DATA PROVIDED
———

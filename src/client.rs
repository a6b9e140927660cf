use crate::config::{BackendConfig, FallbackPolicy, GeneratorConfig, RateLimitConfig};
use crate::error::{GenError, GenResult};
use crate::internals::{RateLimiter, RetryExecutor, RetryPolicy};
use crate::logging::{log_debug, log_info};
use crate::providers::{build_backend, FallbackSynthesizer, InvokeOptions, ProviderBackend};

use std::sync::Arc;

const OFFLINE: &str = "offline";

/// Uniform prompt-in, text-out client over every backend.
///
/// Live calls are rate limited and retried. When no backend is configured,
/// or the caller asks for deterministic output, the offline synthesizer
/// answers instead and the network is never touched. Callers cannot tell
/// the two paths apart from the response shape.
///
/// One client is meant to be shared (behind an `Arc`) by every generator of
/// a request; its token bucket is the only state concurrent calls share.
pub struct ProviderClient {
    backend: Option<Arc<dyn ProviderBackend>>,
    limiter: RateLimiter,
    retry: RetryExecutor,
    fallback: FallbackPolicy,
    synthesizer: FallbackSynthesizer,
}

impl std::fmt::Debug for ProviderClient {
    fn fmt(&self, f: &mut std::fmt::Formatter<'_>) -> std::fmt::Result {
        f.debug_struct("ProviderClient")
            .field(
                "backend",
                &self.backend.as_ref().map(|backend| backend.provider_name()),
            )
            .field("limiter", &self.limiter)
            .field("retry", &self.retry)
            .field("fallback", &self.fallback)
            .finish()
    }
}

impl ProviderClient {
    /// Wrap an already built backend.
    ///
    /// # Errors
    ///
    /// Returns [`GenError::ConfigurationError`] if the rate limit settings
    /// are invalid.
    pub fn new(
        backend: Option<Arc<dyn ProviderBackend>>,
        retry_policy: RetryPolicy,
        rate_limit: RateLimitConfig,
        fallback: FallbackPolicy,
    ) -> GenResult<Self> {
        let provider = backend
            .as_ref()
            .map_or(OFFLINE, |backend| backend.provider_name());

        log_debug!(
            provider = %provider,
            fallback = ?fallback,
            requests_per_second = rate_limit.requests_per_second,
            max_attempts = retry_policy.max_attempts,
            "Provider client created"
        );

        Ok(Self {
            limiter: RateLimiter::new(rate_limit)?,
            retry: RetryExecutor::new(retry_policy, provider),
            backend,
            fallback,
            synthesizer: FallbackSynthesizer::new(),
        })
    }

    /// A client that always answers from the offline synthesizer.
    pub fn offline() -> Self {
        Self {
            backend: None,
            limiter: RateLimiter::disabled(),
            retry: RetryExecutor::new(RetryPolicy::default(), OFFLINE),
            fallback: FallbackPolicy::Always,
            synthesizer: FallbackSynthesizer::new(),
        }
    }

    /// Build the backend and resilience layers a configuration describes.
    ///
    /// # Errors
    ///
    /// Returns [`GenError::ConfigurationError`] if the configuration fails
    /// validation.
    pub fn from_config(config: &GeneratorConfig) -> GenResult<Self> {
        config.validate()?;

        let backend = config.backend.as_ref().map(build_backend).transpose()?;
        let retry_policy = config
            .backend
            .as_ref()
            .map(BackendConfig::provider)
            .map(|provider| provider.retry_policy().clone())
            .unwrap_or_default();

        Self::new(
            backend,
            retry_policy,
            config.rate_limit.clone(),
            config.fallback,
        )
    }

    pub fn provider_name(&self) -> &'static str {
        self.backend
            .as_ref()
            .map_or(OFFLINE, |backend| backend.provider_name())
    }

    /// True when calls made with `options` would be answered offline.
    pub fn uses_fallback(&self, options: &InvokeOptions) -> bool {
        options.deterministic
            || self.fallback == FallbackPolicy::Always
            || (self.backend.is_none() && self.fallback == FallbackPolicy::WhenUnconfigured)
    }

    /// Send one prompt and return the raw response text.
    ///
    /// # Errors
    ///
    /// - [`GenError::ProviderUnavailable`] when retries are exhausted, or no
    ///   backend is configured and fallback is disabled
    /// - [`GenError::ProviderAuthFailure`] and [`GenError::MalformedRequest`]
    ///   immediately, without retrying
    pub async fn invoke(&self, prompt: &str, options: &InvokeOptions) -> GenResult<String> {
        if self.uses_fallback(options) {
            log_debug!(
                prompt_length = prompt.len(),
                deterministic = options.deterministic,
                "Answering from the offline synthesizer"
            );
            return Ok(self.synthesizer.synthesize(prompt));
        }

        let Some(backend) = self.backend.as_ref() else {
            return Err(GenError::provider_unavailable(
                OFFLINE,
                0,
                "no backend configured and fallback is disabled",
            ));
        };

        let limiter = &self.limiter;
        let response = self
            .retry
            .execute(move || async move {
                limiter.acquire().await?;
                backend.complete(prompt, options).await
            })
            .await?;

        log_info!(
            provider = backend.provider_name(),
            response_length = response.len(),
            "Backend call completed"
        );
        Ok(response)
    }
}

———

ABOUT THIS TASK
Restate the data in full so that no line differs from the original.

EXERCISE ANSWER
filename src/client.rs
repository a6b9e140927660cf
use crate::config::{BackendConfig, FallbackPolicy, GeneratorConfig, RateLimitConfig};
use crate::error::{GenError, GenResult};
use crate::internals::{RateLimiter, RetryExecutor, RetryPolicy};
use crate::logging::{log_debug, log_info};
use crate::providers::{build_backend, FallbackSynthesizer, InvokeOptions, ProviderBackend};

use std::sync::Arc;

const OFFLINE: &str = "offline";

/// Uniform prompt-in, text-out client over every backend.
///
/// Live calls are rate limited and retried. When no backend is configured,
/// or the caller asks for deterministic output, the offline synthesizer
/// answers instead and the network is never touched. Callers cannot tell
/// the two paths apart from the response shape.
///
/// One client is meant to be shared (behind an `Arc`) by every generator of
/// a request; its token bucket is the only state concurrent calls share.
pub struct ProviderClient {
    backend: Option<Arc<dyn ProviderBackend>>,
    limiter: RateLimiter,
    retry: RetryExecutor,
    fallback: FallbackPolicy,
    synthesizer: FallbackSynthesizer,
}

impl std::fmt::Debug for ProviderClient {
    fn fmt(&self, f: &mut std::fmt::Formatter<'_>) -> std::fmt::Result {
        f.debug_struct("ProviderClient")
            .field(
                "backend",
                &self.backend.as_ref().map(|backend| backend.provider_name()),
            )
            .field("limiter", &self.limiter)
            .field("retry", &self.retry)
            .field("fallback", &self.fallback)
            .finish()
    }
}

impl ProviderClient {
    /// Wrap an already built backend.
    ///
    /// # Errors
    ///
    /// Returns [`GenError::ConfigurationError`] if the rate limit settings
    /// are invalid.
    pub fn new(
        backend: Option<Arc<dyn ProviderBackend>>,
        retry_policy: RetryPolicy,
        rate_limit: RateLimitConfig,
        fallback: FallbackPolicy,
    ) -> GenResult<Self> {
        let provider = backend
            .as_ref()
            .map_or(OFFLINE, |backend| backend.provider_name());

        log_debug!(
            provider = %provider,
            fallback = ?fallback,
            requests_per_second = rate_limit.requests_per_second,
            max_attempts = retry_policy.max_attempts,
            "Provider client created"
        );

        Ok(Self {
            limiter: RateLimiter::new(rate_limit)?,
            retry: RetryExecutor::new(retry_policy, provider),
            backend,
            fallback,
            synthesizer: FallbackSynthesizer::new(),
        })
    }

    /// A client that always answers from the offline synthesizer.
    pub fn offline() -> Self {
        Self {
            backend: None,
            limiter: RateLimiter::disabled(),
            retry: RetryExecutor::new(RetryPolicy::default(), OFFLINE),
            fallback: FallbackPolicy::Always,
            synthesizer: FallbackSynthesizer::new(),
        }
    }

    /// Build the backend and resilience layers a configuration describes.
    ///
    /// # Errors
    ///
    /// Returns [`GenError::ConfigurationError`] if the configuration fails
    /// validation.
    pub fn from_config(config: &GeneratorConfig) -> GenResult<Self> {
        config.validate()?;

        let backend = config.backend.as_ref().map(build_backend).transpose()?;
        let retry_policy = config
            .backend
            .as_ref()
            .map(BackendConfig::provider)
            .map(|provider| provider.retry_policy().clone())
            .unwrap_or_default();

        Self::new(
            backend,
            retry_policy,
            config.rate_limit.clone(),
            config.fallback,
        )
    }

    pub fn provider_name(&self) -> &'static str {
        self.backend
            .as_ref()
            .map_or(OFFLINE, |backend| backend.provider_name())
    }

    /// True when calls made with `options` would be answered offline.
    pub fn uses_fallback(&self, options: &InvokeOptions) -> bool {
        options.deterministic
            || self.fallback == FallbackPolicy::Always
            || (self.backend.is_none() && self.fallback == FallbackPolicy::WhenUnconfigured)
    }

    /// Send one prompt and return the raw response text.
    ///
    /// # Errors
    ///
    /// - [`GenError::ProviderUnavailable`] when retries are exhausted, or no
    ///   backend is configured and fallback is disabled
    /// - [`GenError::ProviderAuthFailure`] and [`GenError::MalformedRequest`]
    ///   immediately, without retrying
    pub async fn invoke(&self, prompt: &str, options: &InvokeOptions) -> GenResult<String> {
        if self.uses_fallback(options) {
            log_debug!(
                prompt_length = prompt.len(),
                deterministic = options.deterministic,
                "Answering from the offline synthesizer"
            );
            return Ok(self.synthesizer.synthesize(prompt));
        }

        let Some(backend) = self.backend.as_ref() else {
            return Err(GenError::provider_unavailable(
                OFFLINE,
                0,
                "no backend configured and fallback is disabled",
            ));
        };

        let limiter = &self.limiter;
        let response = self
            .retry
            .execute(move || async move {
                limiter.acquire().await?;
                backend.complete(prompt, options).await
            })
            .await?;

        log_info!(
            provider = backend.provider_name(),
            response_length = response.len(),
            "Backend call completed"
        );
        Ok(response)
    }
}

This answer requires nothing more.